Too much leech with Dependency Walker

Depends.exe, or Dependency Walker, is a very thorough tool for providing detailed listings of all dependencies that are statically linked and dynamically called via imports or delay-load imports.

In the following image, the sample bcb6kg.EXE file is set as input (drag and drop). We see the list of imported DLLs on the left-most pane tree control. If you select any entry in the list, such as Kernel32.dll, the adjacent top-right pane contains the list of functions imported from Kernel32.dll. The pane just below it will display the complete set of functions exported by Kernel32.dll, which depending on the context, might not be too useful as of now. The pane above the bottom pane displays the binary information of the modules that will be loaded by the sample executable. The bottom pane displays error messages and the log output of the activities.

The runtime profiling feature F7 ensures that dependencies that cannot be resolved via a binary static analysis will be integrated into the report.

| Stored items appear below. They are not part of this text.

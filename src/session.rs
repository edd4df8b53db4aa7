/*
 * // Copyright (c) Radzivon Bartoshyk. All rights reserved.
 * //
 * // Redistribution and use in source and binary forms, with or without modification,
 * // are permitted provided that the following conditions are met:
 * //
 * // 1.  Redistributions of source code must retain the above copyright notice, this
 * // list of conditions and the following disclaimer.
 * //
 * // 2.  Redistributions in binary form must reproduce the above copyright notice,
 * // this list of conditions and the following disclaimer in the documentation
 * // and/or other materials provided with the distribution.
 * //
 * // 3.  Neither the name of the copyright holder nor the names of its
 * // contributors may be used to endorse or promote products derived from
 * // this software without specific prior written permission.
 * //
 * // THIS SOFTWARE IS PROVIDED BY THE COPYRIGHT HOLDERS AND CONTRIBUTORS "AS IS"
 * // AND ANY EXPRESS OR IMPLIED WARRANTIES, INCLUDING, BUT NOT LIMITED TO, THE
 * // IMPLIED WARRANTIES OF MERCHANTABILITY AND FITNESS FOR A PARTICULAR PURPOSE ARE
 * // DISCLAIMED. IN NO EVENT SHALL THE COPYRIGHT HOLDER OR CONTRIBUTORS BE LIABLE
 * // FOR ANY DIRECT, INDIRECT, INCIDENTAL, SPECIAL, EXEMPLARY, OR CONSEQUENTIAL
 * // DAMAGES (INCLUDING, BUT NOT LIMITED TO, PROCUREMENT OF SUBSTITUTE GOODS OR
 * // SERVICES; LOSS OF USE, DATA, OR PROFITS; OR BUSINESS INTERRUPTION) HOWEVER
 * // CAUSED AND ON ANY THEORY OF LIABILITY, WHETHER IN CONTRACT, STRICT LIABILITY,
 * // OR TORT (INCLUDING NEGLIGENCE OR OTHERWISE) ARISING IN ANY WAY OUT OF THE USE
 * // OF THIS SOFTWARE, EVEN IF ADVISED OF THE POSSIBILITY OF SUCH DAMAGE.
 */

use crate::{
    filter_2d, get_kernel, EdgeMode, FilterError, FilterSelection, GrayImage, GrayImageMut,
    Kernel, ThreadingPolicy,
};

/// Working state of an interactive filtering session
///
/// Holds the loaded image, at most one user defined kernel and the most recent
/// filtered result. Every filter reads the loaded image, never the previous result.
#[derive(Debug, Default)]
pub struct FilterSession {
    source: Option<GrayImage<'static>>,
    processed: Option<GrayImage<'static>>,
    user_kernel: Option<Kernel>,
    border_mode: EdgeMode,
    threading_policy: ThreadingPolicy,
}

impl FilterSession {
    pub fn new() -> FilterSession {
        FilterSession::default()
    }

    /// Session that filters with the given border rule and threads
    pub fn with_options(border_mode: EdgeMode, threading_policy: ThreadingPolicy) -> FilterSession {
        FilterSession {
            border_mode,
            threading_policy,
            ..FilterSession::default()
        }
    }

    /// Replaces the loaded image and drops the previous result
    pub fn load_image(&mut self, image: GrayImage<'static>) -> Result<(), FilterError> {
        image.check_layout()?;
        log::debug!("Loaded {}x{} image", image.width, image.height);
        self.source = Some(image);
        self.processed = None;
        Ok(())
    }

    pub fn image(&self) -> Option<&GrayImage<'static>> {
        self.source.as_ref()
    }

    /// Result of the last successful filter
    pub fn processed(&self) -> Option<&GrayImage<'static>> {
        self.processed.as_ref()
    }

    pub fn user_kernel(&self) -> Option<&Kernel> {
        self.user_kernel.as_ref()
    }

    /// Defines the user kernel from row-major values, replacing any previous one.
    ///
    /// On failure the previous kernel is kept.
    pub fn define_kernel(&mut self, size: i64, values: &[f32]) -> Result<&Kernel, FilterError> {
        let kernel = Kernel::build_from_values(size, values)?;
        Ok(self.set_user_kernel(kernel))
    }

    /// Same as [FilterSession::define_kernel] from whitespace separated text
    pub fn define_kernel_from_text(&mut self, size: i64, text: &str) -> Result<&Kernel, FilterError> {
        let kernel = Kernel::parse(size, text)?;
        Ok(self.set_user_kernel(kernel))
    }

    fn set_user_kernel(&mut self, kernel: Kernel) -> &Kernel {
        log::info!(
            "User filter defined: {}x{}",
            kernel.shape().height,
            kernel.shape().width
        );
        self.user_kernel.insert(kernel)
    }

    pub fn reset_kernel(&mut self) {
        self.user_kernel = None;
        log::info!("User filter reset.");
    }

    /// Filters the loaded image and stores the result
    pub fn apply(&mut self, selection: FilterSelection) -> Result<&GrayImage<'static>, FilterError> {
        let source = self.source.as_ref().ok_or(FilterError::NoImageLoaded)?;

        let named_kernel;
        let kernel = match selection {
            FilterSelection::Named(id) => {
                log::debug!("Applying {id}");
                named_kernel = get_kernel(id);
                &named_kernel
            }
            FilterSelection::UserDefined => {
                let kernel = self
                    .user_kernel
                    .as_ref()
                    .ok_or(FilterError::NoKernelDefined)?;
                log::info!("User Defined Filter Applied:\n{kernel}");
                kernel
            }
        };

        let mut dst = GrayImageMut::default();
        filter_2d(
            source,
            &mut dst,
            kernel,
            self.border_mode,
            self.threading_policy,
        )?;
        Ok(self.processed.insert(dst.into_immutable()))
    }

    /// Takes the last result out of the session, e.g. for saving
    pub fn take_processed(&mut self) -> Option<GrayImage<'static>> {
        self.processed.take()
    }
}

#[cfg(test)]
mod tests {
    use super::*;
    use crate::FilterId;

    fn session_with_image(value: u8) -> FilterSession {
        let mut session = FilterSession::new();
        session
            .load_image(GrayImage::from_vec(vec![value; 10 * 6], 10, 6).unwrap())
            .unwrap();
        session
    }

    #[test]
    fn test_apply_requires_image() {
        let mut session = FilterSession::new();
        assert_eq!(
            session
                .apply(FilterSelection::Named(FilterId::Laplacian))
                .unwrap_err(),
            FilterError::NoImageLoaded
        );
        session.define_kernel(1, &[1.]).unwrap();
        assert_eq!(
            session.apply(FilterSelection::UserDefined).unwrap_err(),
            FilterError::NoImageLoaded
        );
    }

    #[test]
    fn test_apply_user_kernel_lifecycle() {
        let mut session = session_with_image(60);
        assert!(session.user_kernel().is_none());
        assert_eq!(
            session.apply(FilterSelection::UserDefined).unwrap_err(),
            FilterError::NoKernelDefined
        );

        session.define_kernel(1, &[2.]).unwrap();
        let result = session.apply(FilterSelection::UserDefined).unwrap();
        assert!(result.data.iter().all(|&x| x == 120));

        session.define_kernel_from_text(1, "0.5").unwrap();
        let result = session.apply(FilterSelection::UserDefined).unwrap();
        assert!(result.data.iter().all(|&x| x == 30));

        session.reset_kernel();
        assert_eq!(
            session.apply(FilterSelection::UserDefined).unwrap_err(),
            FilterError::NoKernelDefined
        );
    }

    #[test]
    fn test_failed_define_keeps_previous_kernel() {
        let mut session = session_with_image(1);
        session.define_kernel(1, &[3.]).unwrap();
        assert!(session.define_kernel(2, &[1., 2., 3.]).is_err());
        assert!(session.define_kernel_from_text(-1, "1").is_err());
        assert_eq!(session.user_kernel().unwrap().weights(), &[3.]);
    }

    #[test]
    fn test_filters_always_read_loaded_image() {
        let mut session = session_with_image(100);
        session.define_kernel(1, &[2.]).unwrap();
        session.apply(FilterSelection::UserDefined).unwrap();
        let result = session.apply(FilterSelection::UserDefined).unwrap();
        assert!(result.data.iter().all(|&x| x == 200));
        assert!(session.image().unwrap().data.iter().all(|&x| x == 100));
    }

    #[test]
    fn test_named_filter_and_reload() {
        let mut session = session_with_image(90);
        session.apply(FilterId::PointDetection.into()).unwrap();
        let processed = session.take_processed().unwrap();
        assert_eq!((processed.width, processed.height), (10, 6));
        assert!(processed.data.iter().all(|&x| x == 90));
        assert!(session.processed().is_none());

        session.apply(FilterId::Laplacian.into()).unwrap();
        session
            .load_image(GrayImage::from_vec(vec![0; 4], 2, 2).unwrap())
            .unwrap();
        assert!(session.processed().is_none());
    }
}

Of course, certain libraries might not be invoked without external input or user intervention, and in such a case, it will not be detected, but in most cases, it will do a reasonably good job:

Getting dumped by Dumpbin

This is the Swiss army knife for everything PE from Microsoft. It comes with the MASM32 SDK as well as most of the developer SDKs by Microsoft, including Visual Studio installations (via Visual Studio Command Prompt).

Simply type DUMPBIN /ALL <filename> to dump everything about a PE file. You could append it to a text file for ease of recall as the console buffer will run out.

For simple automation, you could type the following in cmd.exe on a folder of binary samples for batch processing (replace the %i variable with %%i for a .bat batch file).

FOR %i in (*.exe *.dll) do dumpbin /imports %i >> imports.txt

Dumpbin.exe has to be in the current folder or configured in the environment variables. The preceding command enumerates all the .exe and .dll files, invokes dumpbin with the /imports switch, and appends the output to imports.txt in the current folder. You can replace the switches accordingly. The following screenshot shows how the imports are reported in Dumpbin with the virtual addresses (with respect to the image base of the executable) and function name hint values as well as the function name strings in their own columns. In case the function names are not present, the function ordinals are used instead, which are just numbers (from #1 and not 0).

The /DISASM option produces an acceptable disassembly of the code with the :bytes (default) or :nobytes option to display the hex opcodes or just the assembly mnemonic listings; you need to type the following line of code to display just the assembly listing:

dumpbin /diasm:nobytes<filename>

With an array of essential tools at your disposal, you may think that it would be redundant to have tools that can implement possibly much of the available toolset. In the good old days, reverse engineering started with plain Jane developmental tools such as basic debuggers, printouts, and paper and pencil. Notwithstanding the culture of homegrown tools by the underground elite, as the industry developed over the years, specialized tools (free and commercial) started being developed as a result of R&D. We will discuss two such tools for our purposes of a static analysis of a binary executable and incorporate disassembly analyses in the equation:

  • PE Explorer: This is a lightweight doppelganger of IDA Pro with a lower price tag but having a similar feature set and possibly a more integrated feature set, while not as extensive as IDA Pro.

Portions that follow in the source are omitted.